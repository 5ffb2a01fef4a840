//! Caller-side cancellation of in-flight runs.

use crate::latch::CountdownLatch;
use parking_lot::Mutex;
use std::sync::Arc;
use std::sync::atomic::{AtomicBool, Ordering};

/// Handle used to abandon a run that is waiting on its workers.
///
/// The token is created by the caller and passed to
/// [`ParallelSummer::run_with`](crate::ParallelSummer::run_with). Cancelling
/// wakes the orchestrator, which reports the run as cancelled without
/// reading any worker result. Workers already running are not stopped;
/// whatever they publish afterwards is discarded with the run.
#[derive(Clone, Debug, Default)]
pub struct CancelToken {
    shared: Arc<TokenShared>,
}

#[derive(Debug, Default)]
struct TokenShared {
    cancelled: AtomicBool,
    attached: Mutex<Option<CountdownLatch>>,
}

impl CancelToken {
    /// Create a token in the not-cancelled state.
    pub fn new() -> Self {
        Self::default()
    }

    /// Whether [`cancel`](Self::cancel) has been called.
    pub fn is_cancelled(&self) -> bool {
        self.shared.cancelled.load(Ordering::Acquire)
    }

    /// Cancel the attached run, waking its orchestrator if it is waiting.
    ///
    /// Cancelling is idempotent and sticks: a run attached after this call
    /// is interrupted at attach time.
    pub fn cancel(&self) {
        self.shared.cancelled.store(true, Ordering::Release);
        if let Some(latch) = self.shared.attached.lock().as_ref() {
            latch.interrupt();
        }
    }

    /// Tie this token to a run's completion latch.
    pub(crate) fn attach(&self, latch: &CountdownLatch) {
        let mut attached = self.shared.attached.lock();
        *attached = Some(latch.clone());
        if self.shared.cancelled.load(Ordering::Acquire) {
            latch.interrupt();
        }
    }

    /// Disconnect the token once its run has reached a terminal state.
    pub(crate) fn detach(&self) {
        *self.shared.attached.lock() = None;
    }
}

━━━━━━━━━━━━━━━━━━━━━━━━━━━━━━

▸ **WHAT IS REQUIRED**: For this task, write out exactly the lines of the entries above, starting at the line with "has been called." and ending at the line with "pub fn cancel(&self)", both included, and no others.

▸ **ANSWER FOR THIS EXERCISE**:
    /// Whether [`cancel`](Self::cancel) has been called.
    pub fn is_cancelled(&self) -> bool {
        self.shared.cancelled.load(Ordering::Acquire)
    }

    /// Cancel the attached run, waking its orchestrator if it is waiting.
    ///
    /// Cancelling is idempotent and sticks: a run attached after this call
    /// is interrupted at attach time.
    pub fn cancel(&self) {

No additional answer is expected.